In any business, accounts payable and invoice management are areas where fraudulent activity is most often seen. It’s important that people within an organization understand the risks of accounts payable fraud, and also what to look for in terms of red flags.
One of the reasons accounts payable is vulnerable to fraud is because so much money is going out from this department in a business. Everything a business spends is ultimately going through AP.
One of the best ways to eliminate or at least lower the risk of fraud in accounts payable is to automate processes using invoice management software. However, even with automated invoice processing, diligence and knowing what to look for are still important concepts.
The following are some red flags and things to watch for regarding accounts payable and invoice fraud.
If there is one of the most common things that happens with AP fraud, it’s duplicate payments. Duplicate payments aren’t always fraudulent. Sometimes, they can be the result of human error, but that’s something that can be reduced with the use of automated software as well.

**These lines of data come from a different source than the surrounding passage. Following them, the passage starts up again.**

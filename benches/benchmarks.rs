use criterion::{Criterion, criterion_group, criterion_main};

use bloomier::{BloomFilter, Dict, RangeHasher, compute_table_length};

fn bench_bloom(c: &mut Criterion) {
    let mut hasher = RangeHasher::keyed_random(10_000).unwrap();
    let mut filter = BloomFilter::new(10_000, 8, 4);
    filter.reset_random_salt();

    let items: Vec<Vec<u8>> = (0u32..1_000).map(|i| i.to_le_bytes().to_vec()).collect();
    for item in &items {
        filter.insert(&mut hasher, item).unwrap();
    }

    c.bench_function("bloom_insert", |b| {
        let mut i = 0u32;
        b.iter(|| {
            i = i.wrapping_add(1);
            filter.insert(&mut hasher, &i.to_le_bytes()).unwrap();
        })
    });

    c.bench_function("bloom_contains", |b| {
        let mut i = 0usize;
        b.iter(|| {
            i = (i + 1) % items.len();
            filter.contains(&mut hasher, &items[i]).unwrap()
        })
    });
}

fn bench_dict(c: &mut Criterion) {
    let item_ct = 100;
    let keys: Vec<String> = (0..item_ct).map(|i| format!("key-{i}")).collect();
    let values: Vec<String> = (0..item_ct).map(|i| format!("value-{i}")).collect();
    let table_length = compute_table_length(item_ct);

    let mut hasher = RangeHasher::keyed_random(table_length as u32).unwrap();
    let mut dict = Dict::new(table_length, 16, 3, 8).unwrap();
    dict.create(&mut hasher, &keys, &values).unwrap();
    let compressed = dict.compress();

    c.bench_function("dict_create_100", |b| {
        b.iter(|| dict.create(&mut hasher, &keys, &values).unwrap())
    });

    c.bench_function("dict_get", |b| {
        let mut i = 0usize;
        b.iter(|| {
            i = (i + 1) % keys.len();
            dict.get(&mut hasher, keys[i].as_bytes()).unwrap()
        })
    });

    c.bench_function("compressed_dict_get", |b| {
        let mut i = 0usize;
        b.iter(|| {
            i = (i + 1) % keys.len();
            compressed.get(&mut hasher, keys[i].as_bytes()).unwrap()
        })
    });
}

criterion_group!(benches, bench_bloom, bench_dict);
criterion_main!(benches);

When duplicate payments are the result of fraud, however, it’s preventable, but if it takes too long to discover what’s happening, it can be very costly in the process.
There Is a Common Profile
While no organization wants to feel like they are stereotyping their employees, there are some certain groups of employees more like to participate in AP fraud than others.
According to the Global Profiles of the Fraudster report from KPMG in 2016, people who commit fraud in a business are often in higher-level positions, such as director or executive-level. Often, perpetrators have also been employed by the company for at least six years.
If an employee seems dissatisfied, restless or they seem to feel like they aren’t getting what they deserve from the company, these can be issues that could be red flags that fraud is being committed as well.
When the AP department is busy and processing seemingly endless streams of invoices, they may not review every vendor, but it’s important that this is done. The AP team should regularly go over current vendors, and before a new vendor is put into the system, they should be vetted and approved.
It can be more time-consuming to manually verify that a vendor is legitimate, but that bit of extra time can go a long way in preventing AP fraud.
There are plenty of other red flags to look out for with AP fraud in addition to these. For example, are there very large purchases on an employee’s corporate card, are invoices missing important details, or are multiple invoices paid on the same date? Sometimes there may be significant entertainment charges, amounts rounded to the next dollars, or there may seem to be a strangely close relationship between a particular employee and vendor.
Invoice automation software can prevent many of these situations, or at least bring them to light much faster than what would ordinarily happen if invoices are handled manually.